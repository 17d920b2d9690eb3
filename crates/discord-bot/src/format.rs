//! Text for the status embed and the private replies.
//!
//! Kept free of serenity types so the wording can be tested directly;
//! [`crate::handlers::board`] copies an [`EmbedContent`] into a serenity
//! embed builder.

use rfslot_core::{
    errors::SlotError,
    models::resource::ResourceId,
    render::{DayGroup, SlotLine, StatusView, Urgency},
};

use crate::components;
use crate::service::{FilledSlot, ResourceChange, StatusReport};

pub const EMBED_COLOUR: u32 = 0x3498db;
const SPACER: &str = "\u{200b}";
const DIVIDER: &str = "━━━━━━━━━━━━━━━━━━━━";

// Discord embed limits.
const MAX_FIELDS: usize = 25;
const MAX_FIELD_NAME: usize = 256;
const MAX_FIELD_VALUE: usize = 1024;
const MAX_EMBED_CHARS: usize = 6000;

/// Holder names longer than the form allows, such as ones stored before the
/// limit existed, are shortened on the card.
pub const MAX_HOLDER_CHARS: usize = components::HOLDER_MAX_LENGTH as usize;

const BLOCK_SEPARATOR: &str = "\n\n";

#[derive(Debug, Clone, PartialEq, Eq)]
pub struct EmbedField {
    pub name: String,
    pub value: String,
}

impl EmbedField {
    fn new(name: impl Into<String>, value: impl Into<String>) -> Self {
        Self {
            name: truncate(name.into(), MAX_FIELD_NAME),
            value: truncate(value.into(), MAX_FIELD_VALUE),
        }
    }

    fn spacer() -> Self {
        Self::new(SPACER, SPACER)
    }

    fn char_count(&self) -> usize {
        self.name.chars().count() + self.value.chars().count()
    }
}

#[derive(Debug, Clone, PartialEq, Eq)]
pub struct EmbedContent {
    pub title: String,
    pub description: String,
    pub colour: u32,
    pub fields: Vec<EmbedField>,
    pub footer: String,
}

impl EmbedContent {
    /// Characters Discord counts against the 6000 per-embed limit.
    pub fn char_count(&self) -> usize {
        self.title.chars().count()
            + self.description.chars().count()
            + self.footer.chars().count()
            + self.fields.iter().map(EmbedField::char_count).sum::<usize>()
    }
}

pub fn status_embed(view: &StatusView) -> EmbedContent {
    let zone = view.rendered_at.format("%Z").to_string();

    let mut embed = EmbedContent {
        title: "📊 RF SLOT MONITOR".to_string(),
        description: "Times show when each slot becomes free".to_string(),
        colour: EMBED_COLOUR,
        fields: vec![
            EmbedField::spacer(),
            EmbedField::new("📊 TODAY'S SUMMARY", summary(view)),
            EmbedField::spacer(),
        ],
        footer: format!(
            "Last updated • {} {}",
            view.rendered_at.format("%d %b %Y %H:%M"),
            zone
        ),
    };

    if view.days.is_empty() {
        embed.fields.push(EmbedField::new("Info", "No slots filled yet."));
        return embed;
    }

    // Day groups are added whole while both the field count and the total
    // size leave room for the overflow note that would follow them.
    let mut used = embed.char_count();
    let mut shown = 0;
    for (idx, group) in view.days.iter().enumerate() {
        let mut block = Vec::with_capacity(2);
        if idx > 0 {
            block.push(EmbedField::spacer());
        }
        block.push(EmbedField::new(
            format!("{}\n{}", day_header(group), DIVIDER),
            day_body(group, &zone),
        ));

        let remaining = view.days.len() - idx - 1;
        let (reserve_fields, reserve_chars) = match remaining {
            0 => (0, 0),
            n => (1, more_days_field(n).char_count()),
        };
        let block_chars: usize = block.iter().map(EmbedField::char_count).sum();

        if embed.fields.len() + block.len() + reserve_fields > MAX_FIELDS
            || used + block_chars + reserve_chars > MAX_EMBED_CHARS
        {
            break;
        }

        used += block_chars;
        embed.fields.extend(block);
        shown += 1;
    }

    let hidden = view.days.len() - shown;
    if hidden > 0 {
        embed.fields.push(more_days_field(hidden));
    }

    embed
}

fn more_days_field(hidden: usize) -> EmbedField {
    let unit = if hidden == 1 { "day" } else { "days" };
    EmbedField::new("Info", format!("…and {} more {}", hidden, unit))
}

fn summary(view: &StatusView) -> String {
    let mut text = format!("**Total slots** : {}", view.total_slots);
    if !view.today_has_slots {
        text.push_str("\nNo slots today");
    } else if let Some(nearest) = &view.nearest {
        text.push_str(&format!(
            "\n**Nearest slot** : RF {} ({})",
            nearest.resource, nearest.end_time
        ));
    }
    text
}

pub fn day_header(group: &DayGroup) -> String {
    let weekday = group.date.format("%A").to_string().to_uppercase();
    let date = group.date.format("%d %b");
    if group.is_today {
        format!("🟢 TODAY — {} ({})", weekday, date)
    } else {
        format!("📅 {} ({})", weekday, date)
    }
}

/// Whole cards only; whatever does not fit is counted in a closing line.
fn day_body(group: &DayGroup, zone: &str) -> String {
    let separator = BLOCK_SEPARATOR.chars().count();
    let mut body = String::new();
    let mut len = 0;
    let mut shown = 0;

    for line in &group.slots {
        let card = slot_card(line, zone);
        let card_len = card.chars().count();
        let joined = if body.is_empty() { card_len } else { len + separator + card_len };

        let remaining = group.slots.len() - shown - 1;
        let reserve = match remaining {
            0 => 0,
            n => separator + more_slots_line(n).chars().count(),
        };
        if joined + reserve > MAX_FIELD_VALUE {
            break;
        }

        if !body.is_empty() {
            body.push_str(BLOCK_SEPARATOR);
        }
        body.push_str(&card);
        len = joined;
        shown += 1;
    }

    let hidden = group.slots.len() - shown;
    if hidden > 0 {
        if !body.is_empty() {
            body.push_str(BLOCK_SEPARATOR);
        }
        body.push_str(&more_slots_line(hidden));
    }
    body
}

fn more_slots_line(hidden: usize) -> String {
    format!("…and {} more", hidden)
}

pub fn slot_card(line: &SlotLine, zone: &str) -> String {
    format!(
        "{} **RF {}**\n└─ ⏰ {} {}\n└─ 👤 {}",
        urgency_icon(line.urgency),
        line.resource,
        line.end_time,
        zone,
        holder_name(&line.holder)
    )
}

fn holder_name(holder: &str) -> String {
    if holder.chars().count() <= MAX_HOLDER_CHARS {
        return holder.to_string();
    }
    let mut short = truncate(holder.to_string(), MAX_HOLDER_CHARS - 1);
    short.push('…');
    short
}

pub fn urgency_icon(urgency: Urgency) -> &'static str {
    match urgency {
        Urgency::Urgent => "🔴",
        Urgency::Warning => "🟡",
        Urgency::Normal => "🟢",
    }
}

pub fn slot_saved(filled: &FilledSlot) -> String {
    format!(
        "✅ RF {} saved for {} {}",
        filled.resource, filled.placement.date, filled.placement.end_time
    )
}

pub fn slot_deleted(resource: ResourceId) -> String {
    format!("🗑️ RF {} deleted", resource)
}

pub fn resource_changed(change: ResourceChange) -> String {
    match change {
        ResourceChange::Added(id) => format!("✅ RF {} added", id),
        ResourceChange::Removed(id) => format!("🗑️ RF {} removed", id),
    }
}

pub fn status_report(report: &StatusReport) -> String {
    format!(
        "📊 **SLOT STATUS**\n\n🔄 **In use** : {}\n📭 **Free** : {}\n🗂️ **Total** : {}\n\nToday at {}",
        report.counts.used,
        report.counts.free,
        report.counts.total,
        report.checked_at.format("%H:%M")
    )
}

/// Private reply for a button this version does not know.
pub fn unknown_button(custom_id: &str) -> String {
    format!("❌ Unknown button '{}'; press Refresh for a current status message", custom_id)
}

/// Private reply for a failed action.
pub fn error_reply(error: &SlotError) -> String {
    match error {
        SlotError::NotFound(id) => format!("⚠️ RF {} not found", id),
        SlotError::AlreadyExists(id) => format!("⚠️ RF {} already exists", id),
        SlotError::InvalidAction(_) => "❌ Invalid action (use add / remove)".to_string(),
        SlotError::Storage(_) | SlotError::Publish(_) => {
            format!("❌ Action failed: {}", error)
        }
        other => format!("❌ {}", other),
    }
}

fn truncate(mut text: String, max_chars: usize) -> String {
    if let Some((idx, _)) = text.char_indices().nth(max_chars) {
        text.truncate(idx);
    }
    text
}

------------------------------------------------------------------------

Determine how many lines in the records include the string "const". Only that number should be given.

» The completed task
9